The report showed job gains across services and goods-producing sectors and the unemployment rate remained near recent lows. Labor force participation held roughly steady. Average hourly earnings edged higher, reflecting continued upward pressure on wages though not a sharp acceleration in the month covered by the report.

Markets reacted quickly. Treasury yields rose, equity futures fell and the dollar strengthened as futures traders lowered the probability of a Fed rate cut in the coming months.

Federal Reserve officials have said monetary policy decisions will be guided by incoming data on the labor market and inflation. A tight labor market can influence consumer spending and inflation trends, which are inputs in policy deliberations.
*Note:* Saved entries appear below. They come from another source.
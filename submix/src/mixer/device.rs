//! Host device context passed to the mixer at construction
//!
//! Holds the device-wide knobs the mixing tick consults: speaker gain,
//! pass-through ownership of the output, debug dumps and an optional channel
//! mapping stage. Shared between the host and the mixer via `Arc`.

use crate::error::{MixerError, Result};
use parking_lot::Mutex;
use std::sync::atomic::{AtomicBool, AtomicU32, Ordering};
use tracing::{debug, info};

/// Post-process stage replacing the default 2→N channel layout
///
/// Works in the 32-bit full-scale domain: `stereo` holds `frames` interleaved
/// L/R samples, `out` receives `frames * out_channels` samples.
pub trait ChannelMapper: Send {
    fn map(&mut self, stereo: &[i32], frames: usize, out: &mut [i32], out_channels: usize);

    fn name(&self) -> &str {
        "custom"
    }
}

/// Device-wide state consulted by every tick
pub struct HostDevice {
    /// Sink gain as f32 bits
    sink_gain: AtomicU32,

    /// Speaker gain stage enabled (TV products)
    speaker_gain_enabled: AtomicBool,

    /// An external pass-through path owns the sink; the mixer must not write
    passthrough_active: AtomicBool,

    /// Verbose per-tick logging
    debug: AtomicBool,

    mapper: Mutex<Option<Box<dyn ChannelMapper>>>,
}

impl std::fmt::Debug for HostDevice {
    fn fmt(&self, f: &mut std::fmt::Formatter<'_>) -> std::fmt::Result {
        f.debug_struct("HostDevice")
            .field("sink_gain", &self.sink_gain())
            .field("speaker_gain_enabled", &self.speaker_gain_enabled())
            .field("passthrough_active", &self.passthrough_active())
            .field("debug", &self.debug_enabled())
            .field("mapper", &self.mapper.lock().as_ref().map(|m| m.name().to_string()))
            .finish()
    }
}

impl Default for HostDevice {
    fn default() -> Self {
        Self::new()
    }
}

impl HostDevice {
    /// Unity gain, gain stage disabled, no pass-through
    pub fn new() -> Self {
        Self {
            sink_gain: AtomicU32::new(1.0f32.to_bits()),
            speaker_gain_enabled: AtomicBool::new(false),
            passthrough_active: AtomicBool::new(false),
            debug: AtomicBool::new(false),
            mapper: Mutex::new(None),
        }
    }

    /// Set the speaker gain; fails with InvalidArgument outside [0, 1]
    pub fn set_sink_gain(&self, gain: f32) -> Result<()> {
        if !(0.0..=1.0).contains(&gain) {
            return Err(MixerError::InvalidArgument(format!(
                "sink gain {} outside [0, 1]",
                gain
            )));
        }
        self.sink_gain.store(gain.to_bits(), Ordering::Relaxed);
        debug!("Sink gain set to {:.3}", gain);
        Ok(())
    }

    pub fn sink_gain(&self) -> f32 {
        f32::from_bits(self.sink_gain.load(Ordering::Relaxed))
    }

    pub fn set_speaker_gain_enabled(&self, enabled: bool) {
        self.speaker_gain_enabled.store(enabled, Ordering::Relaxed);
    }

    pub fn speaker_gain_enabled(&self) -> bool {
        self.speaker_gain_enabled.load(Ordering::Relaxed)
    }

    /// Gain the tick applies to the mixed signal
    pub fn effective_gain(&self) -> f32 {
        if self.speaker_gain_enabled() {
            self.sink_gain()
        } else {
            1.0
        }
    }

    pub fn set_passthrough_active(&self, active: bool) {
        let was = self.passthrough_active.swap(active, Ordering::AcqRel);
        if was != active {
            info!("Pass-through ownership of output: {}", active);
        }
    }

    pub fn passthrough_active(&self) -> bool {
        self.passthrough_active.load(Ordering::Acquire)
    }

    pub fn set_debug(&self, enabled: bool) {
        self.debug.store(enabled, Ordering::Relaxed);
    }

    pub fn debug_enabled(&self) -> bool {
        self.debug.load(Ordering::Relaxed)
    }

    pub fn install_mapper(&self, mapper: Box<dyn ChannelMapper>) {
        info!("Installing channel mapper '{}'", mapper.name());
        *self.mapper.lock() = Some(mapper);
    }

    pub fn clear_mapper(&self) {
        *self.mapper.lock() = None;
    }

    pub fn has_mapper(&self) -> bool {
        self.mapper.lock().is_some()
    }

    /// Run the installed mapper, if any
    ///
    /// Returns `false` when no mapper is installed and the default layout applies.
    pub(crate) fn map_channels(
        &self,
        stereo: &[i32],
        frames: usize,
        out: &mut [i32],
        out_channels: usize,
    ) -> bool {
        match self.mapper.lock().as_mut() {
            Some(mapper) => {
                mapper.map(stereo, frames, out, out_channels);
                true
            }
            None => false,
        }
    }
}
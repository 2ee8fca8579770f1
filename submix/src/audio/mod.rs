//! Audio endpoints around the mixer: sinks and test sources

pub mod sink;
pub mod tone;
pub mod wav_sink;

pub use sink::{HardwareTimestamp, NullSink, PcmSink};
pub use tone::ToneGenerator;
pub use wav_sink::WavSink;
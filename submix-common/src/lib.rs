//! # Submix Common Library
//!
//! Shared code for the submix workspace:
//! - PCM stream configuration (sample format, rate, channel layout)
//! - Bootstrap TOML configuration and config-file resolution
//! - Logging initialisation
//! - Common error type

pub mod config;
pub mod error;
pub mod logging;
pub mod pcm;

pub use error::{Error, Result};
pub use pcm::{PcmConfig, SampleFormat};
The report contained mixed signals: some industries showed slower hiring than in recent months, and headline payroll figures can conceal month-to-month volatility. Other labor indicators, including job openings and initial unemployment claims, have fluctuated in recent reports.

Economists and strategists point to upcoming inflation readings and subsequent employment reports as decisive for any change in Fed policy. If those data show slower wage growth and lower inflation, market expectations for easing could shift.

Background: The Federal Reserve raised interest rates over the past two years to reduce inflation that surged after the pandemic and fiscal stimulus. Officials have kept policy in restrictive territory and have made clear they want sustained progress on inflation before cutting rates. Labor market conditions are a key input to that assessment because hiring and wage trends can affect consumer prices.